Goal of the exercise - From the entries, copy out every line in which the word "inbound" is found.

Stored data -
============================================================

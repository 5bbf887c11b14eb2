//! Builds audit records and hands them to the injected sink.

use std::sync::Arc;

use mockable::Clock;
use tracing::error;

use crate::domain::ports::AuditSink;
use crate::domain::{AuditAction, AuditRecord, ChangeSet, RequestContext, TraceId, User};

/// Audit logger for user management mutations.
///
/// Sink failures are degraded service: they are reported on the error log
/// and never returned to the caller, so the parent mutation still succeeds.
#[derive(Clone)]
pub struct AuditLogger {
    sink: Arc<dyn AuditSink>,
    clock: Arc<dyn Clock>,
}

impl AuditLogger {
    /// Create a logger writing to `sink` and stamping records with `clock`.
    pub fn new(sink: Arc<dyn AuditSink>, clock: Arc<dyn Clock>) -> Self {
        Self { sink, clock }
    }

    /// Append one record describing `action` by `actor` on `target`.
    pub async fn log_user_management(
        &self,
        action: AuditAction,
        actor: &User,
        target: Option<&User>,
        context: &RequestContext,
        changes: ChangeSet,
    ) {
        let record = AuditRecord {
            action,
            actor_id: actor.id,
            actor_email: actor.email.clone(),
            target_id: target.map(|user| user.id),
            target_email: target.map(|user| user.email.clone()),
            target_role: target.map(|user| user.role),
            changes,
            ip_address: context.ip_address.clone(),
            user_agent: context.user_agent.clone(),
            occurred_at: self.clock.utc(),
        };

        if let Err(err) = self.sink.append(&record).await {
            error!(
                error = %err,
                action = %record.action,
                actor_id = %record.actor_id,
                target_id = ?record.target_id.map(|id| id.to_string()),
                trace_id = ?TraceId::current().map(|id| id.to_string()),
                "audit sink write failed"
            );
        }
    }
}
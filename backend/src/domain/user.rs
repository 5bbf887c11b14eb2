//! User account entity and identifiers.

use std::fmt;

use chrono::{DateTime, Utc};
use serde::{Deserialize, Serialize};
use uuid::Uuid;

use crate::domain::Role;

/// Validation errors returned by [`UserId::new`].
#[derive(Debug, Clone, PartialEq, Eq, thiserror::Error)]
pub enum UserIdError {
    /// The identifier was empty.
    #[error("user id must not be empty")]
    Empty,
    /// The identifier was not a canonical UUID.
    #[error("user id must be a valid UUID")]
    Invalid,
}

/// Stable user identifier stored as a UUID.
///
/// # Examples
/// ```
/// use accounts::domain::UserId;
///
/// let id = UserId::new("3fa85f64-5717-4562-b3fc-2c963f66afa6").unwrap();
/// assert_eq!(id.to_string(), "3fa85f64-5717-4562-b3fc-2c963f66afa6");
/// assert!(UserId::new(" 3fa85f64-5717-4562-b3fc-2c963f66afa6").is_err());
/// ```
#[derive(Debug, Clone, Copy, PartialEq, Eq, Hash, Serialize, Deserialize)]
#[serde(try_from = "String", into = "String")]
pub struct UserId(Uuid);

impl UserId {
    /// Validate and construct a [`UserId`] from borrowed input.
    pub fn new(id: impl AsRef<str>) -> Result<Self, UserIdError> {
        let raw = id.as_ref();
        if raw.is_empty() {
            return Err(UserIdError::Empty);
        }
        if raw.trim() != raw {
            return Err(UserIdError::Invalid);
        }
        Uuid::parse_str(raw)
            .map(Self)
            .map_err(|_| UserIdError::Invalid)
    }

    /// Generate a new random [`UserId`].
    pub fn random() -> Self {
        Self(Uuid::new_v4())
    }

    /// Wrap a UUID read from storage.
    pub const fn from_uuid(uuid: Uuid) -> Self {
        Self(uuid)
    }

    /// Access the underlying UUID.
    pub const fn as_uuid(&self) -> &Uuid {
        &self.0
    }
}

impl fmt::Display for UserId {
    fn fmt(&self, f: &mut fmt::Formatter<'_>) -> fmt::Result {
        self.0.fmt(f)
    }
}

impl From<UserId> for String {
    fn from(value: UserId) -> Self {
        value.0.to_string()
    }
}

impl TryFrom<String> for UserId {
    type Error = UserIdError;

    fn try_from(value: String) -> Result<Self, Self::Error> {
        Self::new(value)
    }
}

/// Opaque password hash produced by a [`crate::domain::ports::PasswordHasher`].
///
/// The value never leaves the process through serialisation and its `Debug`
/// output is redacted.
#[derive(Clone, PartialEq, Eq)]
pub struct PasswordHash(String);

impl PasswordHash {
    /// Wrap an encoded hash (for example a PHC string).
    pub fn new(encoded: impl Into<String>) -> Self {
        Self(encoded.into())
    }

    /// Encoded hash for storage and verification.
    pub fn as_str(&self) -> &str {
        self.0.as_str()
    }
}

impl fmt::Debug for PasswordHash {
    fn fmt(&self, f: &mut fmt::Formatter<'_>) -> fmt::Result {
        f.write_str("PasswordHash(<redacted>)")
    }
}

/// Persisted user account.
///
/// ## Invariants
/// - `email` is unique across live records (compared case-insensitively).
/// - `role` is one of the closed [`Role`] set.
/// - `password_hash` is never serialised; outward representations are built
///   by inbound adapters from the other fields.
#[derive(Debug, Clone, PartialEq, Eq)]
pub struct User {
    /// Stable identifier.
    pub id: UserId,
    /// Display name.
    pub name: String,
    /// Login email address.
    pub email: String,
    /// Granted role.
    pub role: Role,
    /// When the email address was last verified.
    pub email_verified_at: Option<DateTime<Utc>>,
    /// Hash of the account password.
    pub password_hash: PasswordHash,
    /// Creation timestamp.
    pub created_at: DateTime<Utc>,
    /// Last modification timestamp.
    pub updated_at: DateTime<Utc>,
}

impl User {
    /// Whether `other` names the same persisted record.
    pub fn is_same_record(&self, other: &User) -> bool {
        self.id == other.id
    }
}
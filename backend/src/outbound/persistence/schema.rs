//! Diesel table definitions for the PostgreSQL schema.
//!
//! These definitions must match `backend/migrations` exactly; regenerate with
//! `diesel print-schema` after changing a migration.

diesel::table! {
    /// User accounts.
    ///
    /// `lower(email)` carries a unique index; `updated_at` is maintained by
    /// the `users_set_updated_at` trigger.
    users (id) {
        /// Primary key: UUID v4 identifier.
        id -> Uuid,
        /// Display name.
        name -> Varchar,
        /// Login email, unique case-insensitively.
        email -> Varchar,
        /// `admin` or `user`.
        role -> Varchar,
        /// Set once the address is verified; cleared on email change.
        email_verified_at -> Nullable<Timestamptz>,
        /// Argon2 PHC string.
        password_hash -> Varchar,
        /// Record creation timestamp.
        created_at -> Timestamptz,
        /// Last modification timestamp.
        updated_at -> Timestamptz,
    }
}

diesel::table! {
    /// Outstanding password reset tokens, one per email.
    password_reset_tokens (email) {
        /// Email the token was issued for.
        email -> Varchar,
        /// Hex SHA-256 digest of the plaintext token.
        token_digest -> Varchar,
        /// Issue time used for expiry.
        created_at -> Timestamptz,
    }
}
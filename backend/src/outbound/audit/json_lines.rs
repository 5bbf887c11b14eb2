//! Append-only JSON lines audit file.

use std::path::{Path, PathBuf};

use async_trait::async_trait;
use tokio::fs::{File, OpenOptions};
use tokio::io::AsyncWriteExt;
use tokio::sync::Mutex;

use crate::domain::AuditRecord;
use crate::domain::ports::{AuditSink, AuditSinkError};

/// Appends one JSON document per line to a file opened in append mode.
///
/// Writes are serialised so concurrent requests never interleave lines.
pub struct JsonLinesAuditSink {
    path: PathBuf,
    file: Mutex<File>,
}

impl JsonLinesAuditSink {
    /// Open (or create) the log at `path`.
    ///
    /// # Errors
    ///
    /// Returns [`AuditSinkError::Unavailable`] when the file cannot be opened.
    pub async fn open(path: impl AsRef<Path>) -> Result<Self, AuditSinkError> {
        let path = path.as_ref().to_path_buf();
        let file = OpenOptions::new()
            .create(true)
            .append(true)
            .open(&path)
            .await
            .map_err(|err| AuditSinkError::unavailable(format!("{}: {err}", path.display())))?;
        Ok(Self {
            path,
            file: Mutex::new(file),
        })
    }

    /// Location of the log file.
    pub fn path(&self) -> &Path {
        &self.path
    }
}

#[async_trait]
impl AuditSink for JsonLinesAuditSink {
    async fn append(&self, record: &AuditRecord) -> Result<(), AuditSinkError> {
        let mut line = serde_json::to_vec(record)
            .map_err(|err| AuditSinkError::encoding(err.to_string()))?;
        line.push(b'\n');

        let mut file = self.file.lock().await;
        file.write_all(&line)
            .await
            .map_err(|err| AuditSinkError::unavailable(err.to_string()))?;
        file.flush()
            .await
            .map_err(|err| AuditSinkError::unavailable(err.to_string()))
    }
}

============================================================

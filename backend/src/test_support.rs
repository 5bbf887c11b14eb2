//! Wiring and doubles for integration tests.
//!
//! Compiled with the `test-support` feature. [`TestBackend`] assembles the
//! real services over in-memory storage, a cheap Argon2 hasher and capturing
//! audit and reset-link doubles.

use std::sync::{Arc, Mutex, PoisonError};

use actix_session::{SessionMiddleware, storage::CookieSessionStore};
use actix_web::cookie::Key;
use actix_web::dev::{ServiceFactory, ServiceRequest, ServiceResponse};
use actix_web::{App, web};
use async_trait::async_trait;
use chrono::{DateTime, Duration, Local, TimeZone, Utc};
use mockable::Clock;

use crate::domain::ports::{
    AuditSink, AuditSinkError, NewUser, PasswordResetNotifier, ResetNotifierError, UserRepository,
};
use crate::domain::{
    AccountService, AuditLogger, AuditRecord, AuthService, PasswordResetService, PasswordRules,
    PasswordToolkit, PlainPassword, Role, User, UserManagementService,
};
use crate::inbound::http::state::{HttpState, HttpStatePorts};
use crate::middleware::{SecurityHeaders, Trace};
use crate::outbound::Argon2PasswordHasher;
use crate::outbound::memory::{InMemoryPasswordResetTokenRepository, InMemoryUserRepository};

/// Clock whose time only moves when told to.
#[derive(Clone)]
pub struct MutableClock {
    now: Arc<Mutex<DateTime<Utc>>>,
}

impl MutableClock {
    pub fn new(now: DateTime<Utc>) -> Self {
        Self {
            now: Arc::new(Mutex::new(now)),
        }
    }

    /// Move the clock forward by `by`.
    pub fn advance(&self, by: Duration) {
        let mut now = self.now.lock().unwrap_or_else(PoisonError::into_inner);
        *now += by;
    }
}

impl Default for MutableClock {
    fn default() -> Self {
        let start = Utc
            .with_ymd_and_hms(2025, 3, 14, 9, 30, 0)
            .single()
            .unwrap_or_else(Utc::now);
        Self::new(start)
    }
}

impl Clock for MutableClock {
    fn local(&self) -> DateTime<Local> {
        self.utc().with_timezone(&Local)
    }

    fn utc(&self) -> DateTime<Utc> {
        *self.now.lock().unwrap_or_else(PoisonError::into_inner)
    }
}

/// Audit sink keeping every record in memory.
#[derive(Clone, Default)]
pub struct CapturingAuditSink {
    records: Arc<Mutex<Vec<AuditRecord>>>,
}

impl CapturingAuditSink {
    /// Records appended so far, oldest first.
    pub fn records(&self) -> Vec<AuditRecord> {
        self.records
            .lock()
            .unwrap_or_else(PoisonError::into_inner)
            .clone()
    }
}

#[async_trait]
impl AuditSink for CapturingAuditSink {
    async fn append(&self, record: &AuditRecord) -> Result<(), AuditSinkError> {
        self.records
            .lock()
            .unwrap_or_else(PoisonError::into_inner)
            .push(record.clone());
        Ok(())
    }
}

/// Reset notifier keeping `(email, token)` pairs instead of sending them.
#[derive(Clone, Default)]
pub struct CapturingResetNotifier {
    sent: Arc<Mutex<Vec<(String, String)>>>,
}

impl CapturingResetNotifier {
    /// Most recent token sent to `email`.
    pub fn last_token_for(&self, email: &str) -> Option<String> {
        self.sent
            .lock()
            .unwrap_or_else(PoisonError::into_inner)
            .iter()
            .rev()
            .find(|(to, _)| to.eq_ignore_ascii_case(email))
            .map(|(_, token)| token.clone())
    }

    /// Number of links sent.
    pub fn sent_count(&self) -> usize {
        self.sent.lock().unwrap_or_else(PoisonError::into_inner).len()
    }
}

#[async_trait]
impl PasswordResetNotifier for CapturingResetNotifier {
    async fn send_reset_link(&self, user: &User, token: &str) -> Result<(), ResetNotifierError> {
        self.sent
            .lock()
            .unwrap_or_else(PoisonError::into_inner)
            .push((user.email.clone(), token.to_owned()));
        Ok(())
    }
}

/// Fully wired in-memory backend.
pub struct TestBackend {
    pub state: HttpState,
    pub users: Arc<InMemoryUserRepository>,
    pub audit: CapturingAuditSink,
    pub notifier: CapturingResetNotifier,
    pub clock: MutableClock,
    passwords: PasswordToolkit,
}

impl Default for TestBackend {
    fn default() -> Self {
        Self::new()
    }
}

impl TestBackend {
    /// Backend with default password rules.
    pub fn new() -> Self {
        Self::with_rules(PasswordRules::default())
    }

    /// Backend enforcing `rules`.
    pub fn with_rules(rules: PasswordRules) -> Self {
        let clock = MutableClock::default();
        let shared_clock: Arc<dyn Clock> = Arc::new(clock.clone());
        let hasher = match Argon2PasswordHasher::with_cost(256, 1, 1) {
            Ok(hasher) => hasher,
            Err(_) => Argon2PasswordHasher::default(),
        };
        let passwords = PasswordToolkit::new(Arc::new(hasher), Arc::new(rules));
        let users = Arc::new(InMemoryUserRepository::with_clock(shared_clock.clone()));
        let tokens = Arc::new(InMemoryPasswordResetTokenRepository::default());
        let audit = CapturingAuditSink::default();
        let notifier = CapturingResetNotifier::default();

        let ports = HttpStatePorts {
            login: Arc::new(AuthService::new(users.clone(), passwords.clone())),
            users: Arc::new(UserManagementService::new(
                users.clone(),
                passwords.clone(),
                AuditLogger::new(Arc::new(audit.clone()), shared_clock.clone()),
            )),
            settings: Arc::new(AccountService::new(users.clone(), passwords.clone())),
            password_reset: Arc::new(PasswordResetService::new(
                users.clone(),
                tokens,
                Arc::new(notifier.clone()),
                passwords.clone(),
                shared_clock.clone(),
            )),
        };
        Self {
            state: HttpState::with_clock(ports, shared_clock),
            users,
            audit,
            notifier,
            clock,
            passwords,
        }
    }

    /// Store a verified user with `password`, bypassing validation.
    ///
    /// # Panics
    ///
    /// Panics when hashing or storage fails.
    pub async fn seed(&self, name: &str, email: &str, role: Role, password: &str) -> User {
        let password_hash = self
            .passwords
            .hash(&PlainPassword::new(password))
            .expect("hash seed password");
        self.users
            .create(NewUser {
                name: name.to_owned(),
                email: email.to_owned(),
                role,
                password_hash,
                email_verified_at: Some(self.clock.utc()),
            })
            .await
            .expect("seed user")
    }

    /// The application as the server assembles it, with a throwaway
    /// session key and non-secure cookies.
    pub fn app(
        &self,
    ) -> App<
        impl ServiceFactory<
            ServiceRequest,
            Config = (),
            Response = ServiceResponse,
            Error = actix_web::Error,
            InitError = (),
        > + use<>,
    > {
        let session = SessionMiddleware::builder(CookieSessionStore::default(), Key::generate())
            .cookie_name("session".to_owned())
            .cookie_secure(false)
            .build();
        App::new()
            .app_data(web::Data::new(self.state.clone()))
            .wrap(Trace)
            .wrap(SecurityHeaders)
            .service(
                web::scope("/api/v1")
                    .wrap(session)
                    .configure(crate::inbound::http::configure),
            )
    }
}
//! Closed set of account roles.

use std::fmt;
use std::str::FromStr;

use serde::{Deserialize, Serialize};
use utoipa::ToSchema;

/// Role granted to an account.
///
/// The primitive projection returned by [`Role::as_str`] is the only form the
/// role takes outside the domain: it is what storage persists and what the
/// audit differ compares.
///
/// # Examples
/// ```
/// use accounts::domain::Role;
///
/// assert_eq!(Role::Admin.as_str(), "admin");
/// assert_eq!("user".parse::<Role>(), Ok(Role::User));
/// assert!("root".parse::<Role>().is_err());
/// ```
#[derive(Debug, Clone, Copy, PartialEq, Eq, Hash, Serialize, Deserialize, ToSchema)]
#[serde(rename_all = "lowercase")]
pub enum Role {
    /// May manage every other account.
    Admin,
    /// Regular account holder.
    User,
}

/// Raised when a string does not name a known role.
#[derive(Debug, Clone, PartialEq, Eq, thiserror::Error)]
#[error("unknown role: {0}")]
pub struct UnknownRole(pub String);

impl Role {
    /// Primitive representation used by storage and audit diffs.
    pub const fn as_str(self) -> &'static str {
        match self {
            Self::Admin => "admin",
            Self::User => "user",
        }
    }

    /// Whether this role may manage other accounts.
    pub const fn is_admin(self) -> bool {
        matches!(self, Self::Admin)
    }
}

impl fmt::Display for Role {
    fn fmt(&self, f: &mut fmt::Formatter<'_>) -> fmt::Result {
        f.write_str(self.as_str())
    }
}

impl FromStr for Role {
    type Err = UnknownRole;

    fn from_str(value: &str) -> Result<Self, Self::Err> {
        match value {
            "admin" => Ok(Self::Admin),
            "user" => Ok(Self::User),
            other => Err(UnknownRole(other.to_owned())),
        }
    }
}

============================================================

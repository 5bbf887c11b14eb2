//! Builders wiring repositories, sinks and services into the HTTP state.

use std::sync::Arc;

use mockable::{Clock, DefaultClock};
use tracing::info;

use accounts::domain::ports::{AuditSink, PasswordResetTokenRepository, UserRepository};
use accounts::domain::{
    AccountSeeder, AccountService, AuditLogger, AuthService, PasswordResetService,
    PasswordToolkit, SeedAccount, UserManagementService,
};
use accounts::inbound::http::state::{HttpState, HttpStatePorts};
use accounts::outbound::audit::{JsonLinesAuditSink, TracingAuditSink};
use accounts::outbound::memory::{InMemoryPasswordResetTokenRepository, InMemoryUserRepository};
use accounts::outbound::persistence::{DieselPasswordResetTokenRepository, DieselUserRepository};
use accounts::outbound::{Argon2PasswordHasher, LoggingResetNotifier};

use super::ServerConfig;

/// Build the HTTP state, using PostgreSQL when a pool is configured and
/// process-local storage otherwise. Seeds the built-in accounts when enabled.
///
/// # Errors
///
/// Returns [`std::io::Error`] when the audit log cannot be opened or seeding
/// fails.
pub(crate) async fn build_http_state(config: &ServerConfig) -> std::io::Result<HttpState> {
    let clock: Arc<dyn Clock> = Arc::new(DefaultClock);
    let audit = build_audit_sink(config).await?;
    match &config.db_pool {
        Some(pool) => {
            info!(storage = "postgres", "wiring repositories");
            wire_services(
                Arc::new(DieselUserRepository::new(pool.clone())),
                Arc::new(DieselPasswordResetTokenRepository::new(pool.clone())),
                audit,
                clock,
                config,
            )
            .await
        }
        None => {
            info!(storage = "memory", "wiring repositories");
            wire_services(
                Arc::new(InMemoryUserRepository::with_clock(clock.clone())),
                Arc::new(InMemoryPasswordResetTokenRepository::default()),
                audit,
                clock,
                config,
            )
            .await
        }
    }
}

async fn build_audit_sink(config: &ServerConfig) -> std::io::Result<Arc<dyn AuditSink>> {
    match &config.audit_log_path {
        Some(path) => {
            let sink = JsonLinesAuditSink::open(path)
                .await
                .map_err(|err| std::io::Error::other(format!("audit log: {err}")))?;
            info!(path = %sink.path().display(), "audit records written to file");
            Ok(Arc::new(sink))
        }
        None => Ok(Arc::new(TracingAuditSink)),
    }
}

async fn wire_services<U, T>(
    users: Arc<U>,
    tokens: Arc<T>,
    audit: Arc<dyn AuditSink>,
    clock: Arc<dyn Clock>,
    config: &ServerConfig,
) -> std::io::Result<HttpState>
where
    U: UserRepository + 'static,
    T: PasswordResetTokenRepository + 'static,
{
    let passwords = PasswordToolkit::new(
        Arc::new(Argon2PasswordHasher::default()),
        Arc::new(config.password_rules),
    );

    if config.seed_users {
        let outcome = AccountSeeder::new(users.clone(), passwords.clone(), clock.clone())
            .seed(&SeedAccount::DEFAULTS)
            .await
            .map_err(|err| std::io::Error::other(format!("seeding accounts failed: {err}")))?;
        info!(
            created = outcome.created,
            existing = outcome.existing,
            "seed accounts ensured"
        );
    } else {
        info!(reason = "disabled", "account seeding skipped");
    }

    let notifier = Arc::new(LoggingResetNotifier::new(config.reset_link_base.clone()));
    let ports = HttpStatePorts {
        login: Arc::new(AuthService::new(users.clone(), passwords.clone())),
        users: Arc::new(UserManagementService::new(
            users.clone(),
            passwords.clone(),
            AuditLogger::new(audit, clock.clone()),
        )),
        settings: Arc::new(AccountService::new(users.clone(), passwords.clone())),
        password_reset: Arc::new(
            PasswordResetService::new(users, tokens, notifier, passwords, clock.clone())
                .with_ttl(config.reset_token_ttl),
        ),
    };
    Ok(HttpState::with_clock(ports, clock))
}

============================================================

Problem solution -
///   by inbound adapters from the other fields.
use crate::inbound::http::state::{HttpState, HttpStatePorts};
                    .configure(crate::inbound::http::configure),
use accounts::inbound::http::state::{HttpState, HttpStatePorts};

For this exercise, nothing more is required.